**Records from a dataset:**
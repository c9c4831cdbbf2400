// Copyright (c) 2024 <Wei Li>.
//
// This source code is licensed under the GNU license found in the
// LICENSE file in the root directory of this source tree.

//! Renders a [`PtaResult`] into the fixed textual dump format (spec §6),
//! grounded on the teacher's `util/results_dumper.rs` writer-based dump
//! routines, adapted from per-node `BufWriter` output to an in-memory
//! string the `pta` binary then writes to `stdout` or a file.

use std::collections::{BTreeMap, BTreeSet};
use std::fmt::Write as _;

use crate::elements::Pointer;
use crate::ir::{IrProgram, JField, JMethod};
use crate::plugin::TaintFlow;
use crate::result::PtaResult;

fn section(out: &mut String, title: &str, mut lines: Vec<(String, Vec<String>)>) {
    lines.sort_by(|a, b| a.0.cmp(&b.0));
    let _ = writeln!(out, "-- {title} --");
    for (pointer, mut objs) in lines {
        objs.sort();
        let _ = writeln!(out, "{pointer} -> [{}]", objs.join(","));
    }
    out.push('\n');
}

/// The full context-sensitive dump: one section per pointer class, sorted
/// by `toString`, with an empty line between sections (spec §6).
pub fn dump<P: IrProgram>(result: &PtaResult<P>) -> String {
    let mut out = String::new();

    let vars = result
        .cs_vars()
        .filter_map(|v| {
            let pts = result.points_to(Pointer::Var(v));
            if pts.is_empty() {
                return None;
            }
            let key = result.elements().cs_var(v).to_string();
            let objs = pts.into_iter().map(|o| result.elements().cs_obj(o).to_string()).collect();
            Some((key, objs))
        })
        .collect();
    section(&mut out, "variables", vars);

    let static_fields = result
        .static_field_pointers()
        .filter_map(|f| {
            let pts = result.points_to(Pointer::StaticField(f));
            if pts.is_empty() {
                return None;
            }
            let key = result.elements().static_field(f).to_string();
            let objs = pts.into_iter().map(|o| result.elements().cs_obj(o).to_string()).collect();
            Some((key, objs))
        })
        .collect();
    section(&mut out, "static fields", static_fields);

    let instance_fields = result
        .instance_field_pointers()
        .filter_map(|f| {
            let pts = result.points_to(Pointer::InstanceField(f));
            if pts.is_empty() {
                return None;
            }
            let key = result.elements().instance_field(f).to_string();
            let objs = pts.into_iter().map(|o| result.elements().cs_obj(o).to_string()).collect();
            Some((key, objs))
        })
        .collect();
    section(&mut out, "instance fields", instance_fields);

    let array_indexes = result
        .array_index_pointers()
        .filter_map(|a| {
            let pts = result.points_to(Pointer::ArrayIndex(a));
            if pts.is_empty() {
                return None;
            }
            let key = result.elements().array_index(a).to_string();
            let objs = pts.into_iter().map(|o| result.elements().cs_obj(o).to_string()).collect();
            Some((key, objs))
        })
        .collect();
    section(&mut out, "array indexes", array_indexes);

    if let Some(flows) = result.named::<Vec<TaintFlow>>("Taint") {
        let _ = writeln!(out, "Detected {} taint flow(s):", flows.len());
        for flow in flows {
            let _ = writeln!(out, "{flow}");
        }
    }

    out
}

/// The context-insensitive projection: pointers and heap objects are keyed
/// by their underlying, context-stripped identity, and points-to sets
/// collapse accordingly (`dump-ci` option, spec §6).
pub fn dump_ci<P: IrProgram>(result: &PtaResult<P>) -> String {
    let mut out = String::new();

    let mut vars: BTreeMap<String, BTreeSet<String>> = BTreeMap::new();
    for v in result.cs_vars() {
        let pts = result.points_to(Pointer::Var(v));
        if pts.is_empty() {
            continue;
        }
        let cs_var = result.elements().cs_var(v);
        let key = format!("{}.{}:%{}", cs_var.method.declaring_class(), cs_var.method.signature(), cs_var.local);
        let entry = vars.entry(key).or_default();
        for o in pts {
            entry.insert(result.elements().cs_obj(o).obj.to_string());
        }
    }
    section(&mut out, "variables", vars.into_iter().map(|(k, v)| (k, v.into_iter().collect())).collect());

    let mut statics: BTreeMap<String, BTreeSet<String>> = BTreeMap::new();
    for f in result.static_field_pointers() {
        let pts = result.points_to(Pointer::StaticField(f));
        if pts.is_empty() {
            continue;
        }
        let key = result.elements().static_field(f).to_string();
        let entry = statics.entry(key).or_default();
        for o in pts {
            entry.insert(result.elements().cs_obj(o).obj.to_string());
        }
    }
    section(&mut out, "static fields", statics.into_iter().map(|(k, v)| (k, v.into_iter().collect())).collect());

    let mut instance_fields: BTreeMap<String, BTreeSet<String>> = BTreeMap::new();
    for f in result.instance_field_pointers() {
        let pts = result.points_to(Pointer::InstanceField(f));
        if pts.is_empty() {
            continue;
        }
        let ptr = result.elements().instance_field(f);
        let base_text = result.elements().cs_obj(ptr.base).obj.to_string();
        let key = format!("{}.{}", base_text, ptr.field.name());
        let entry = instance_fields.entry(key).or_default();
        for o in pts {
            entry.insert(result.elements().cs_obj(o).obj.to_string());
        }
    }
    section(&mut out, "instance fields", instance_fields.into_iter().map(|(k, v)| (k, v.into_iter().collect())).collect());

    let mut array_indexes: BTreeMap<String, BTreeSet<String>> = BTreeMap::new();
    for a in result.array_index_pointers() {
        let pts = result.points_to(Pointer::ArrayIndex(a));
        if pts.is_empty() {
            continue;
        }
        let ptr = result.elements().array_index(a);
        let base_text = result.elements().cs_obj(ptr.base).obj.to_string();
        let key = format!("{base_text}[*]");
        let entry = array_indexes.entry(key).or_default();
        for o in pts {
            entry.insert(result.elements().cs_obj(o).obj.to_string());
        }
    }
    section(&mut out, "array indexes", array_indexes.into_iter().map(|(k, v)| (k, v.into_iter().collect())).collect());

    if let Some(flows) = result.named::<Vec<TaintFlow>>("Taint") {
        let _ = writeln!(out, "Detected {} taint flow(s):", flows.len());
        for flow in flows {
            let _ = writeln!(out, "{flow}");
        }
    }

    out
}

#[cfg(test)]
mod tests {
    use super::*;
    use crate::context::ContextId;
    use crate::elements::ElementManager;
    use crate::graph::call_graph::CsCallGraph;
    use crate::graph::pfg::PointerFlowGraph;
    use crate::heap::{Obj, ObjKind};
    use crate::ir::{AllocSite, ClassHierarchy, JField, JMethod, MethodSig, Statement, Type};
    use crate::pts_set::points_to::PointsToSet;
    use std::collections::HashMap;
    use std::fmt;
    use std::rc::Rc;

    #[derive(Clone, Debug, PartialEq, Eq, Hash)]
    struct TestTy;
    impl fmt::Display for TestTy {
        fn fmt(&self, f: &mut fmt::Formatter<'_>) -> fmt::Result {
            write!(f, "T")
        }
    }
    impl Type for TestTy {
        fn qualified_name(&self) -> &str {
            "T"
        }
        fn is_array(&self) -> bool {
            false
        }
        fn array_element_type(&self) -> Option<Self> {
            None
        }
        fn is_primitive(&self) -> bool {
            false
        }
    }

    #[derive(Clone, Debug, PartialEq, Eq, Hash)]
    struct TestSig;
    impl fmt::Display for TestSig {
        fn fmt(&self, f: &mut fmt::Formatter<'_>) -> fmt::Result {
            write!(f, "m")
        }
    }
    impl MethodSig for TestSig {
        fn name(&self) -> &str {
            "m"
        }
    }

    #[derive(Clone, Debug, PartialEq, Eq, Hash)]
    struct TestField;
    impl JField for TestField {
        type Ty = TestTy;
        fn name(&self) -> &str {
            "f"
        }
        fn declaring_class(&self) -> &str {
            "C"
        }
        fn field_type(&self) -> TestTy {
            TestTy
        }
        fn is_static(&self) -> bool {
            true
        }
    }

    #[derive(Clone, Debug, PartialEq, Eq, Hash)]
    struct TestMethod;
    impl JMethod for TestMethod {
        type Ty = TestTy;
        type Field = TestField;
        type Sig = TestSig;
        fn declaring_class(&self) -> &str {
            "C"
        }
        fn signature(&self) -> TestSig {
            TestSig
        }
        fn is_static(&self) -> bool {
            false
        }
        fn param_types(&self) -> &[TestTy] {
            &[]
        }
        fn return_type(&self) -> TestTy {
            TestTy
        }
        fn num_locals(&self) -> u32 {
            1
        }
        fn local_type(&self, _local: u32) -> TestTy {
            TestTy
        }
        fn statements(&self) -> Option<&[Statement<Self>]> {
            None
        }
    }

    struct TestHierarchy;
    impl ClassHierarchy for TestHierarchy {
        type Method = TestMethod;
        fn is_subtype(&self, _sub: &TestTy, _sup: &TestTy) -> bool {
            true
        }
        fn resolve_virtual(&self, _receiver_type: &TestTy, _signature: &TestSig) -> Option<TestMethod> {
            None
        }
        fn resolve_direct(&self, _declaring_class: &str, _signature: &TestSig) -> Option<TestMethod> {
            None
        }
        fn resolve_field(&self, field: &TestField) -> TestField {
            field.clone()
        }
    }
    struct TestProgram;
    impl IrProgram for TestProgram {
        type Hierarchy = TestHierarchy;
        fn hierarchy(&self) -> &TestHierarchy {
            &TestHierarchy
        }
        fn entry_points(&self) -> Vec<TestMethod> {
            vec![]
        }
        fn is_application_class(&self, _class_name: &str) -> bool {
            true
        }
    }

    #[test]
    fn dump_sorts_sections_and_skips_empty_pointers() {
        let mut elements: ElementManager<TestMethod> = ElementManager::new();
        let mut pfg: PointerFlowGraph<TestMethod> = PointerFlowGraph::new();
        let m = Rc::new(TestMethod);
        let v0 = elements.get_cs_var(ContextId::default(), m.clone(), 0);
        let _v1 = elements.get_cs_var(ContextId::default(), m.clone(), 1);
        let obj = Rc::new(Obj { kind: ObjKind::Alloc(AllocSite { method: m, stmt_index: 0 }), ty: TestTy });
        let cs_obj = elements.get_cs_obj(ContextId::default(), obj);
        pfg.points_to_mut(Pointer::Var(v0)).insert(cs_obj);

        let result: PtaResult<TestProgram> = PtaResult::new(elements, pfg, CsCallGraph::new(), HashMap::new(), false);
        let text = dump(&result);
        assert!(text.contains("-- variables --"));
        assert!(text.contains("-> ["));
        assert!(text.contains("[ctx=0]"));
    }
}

**Task directions:** Only a number is wanted here: the count of lines above that contain the word "assert".

**Output:** 3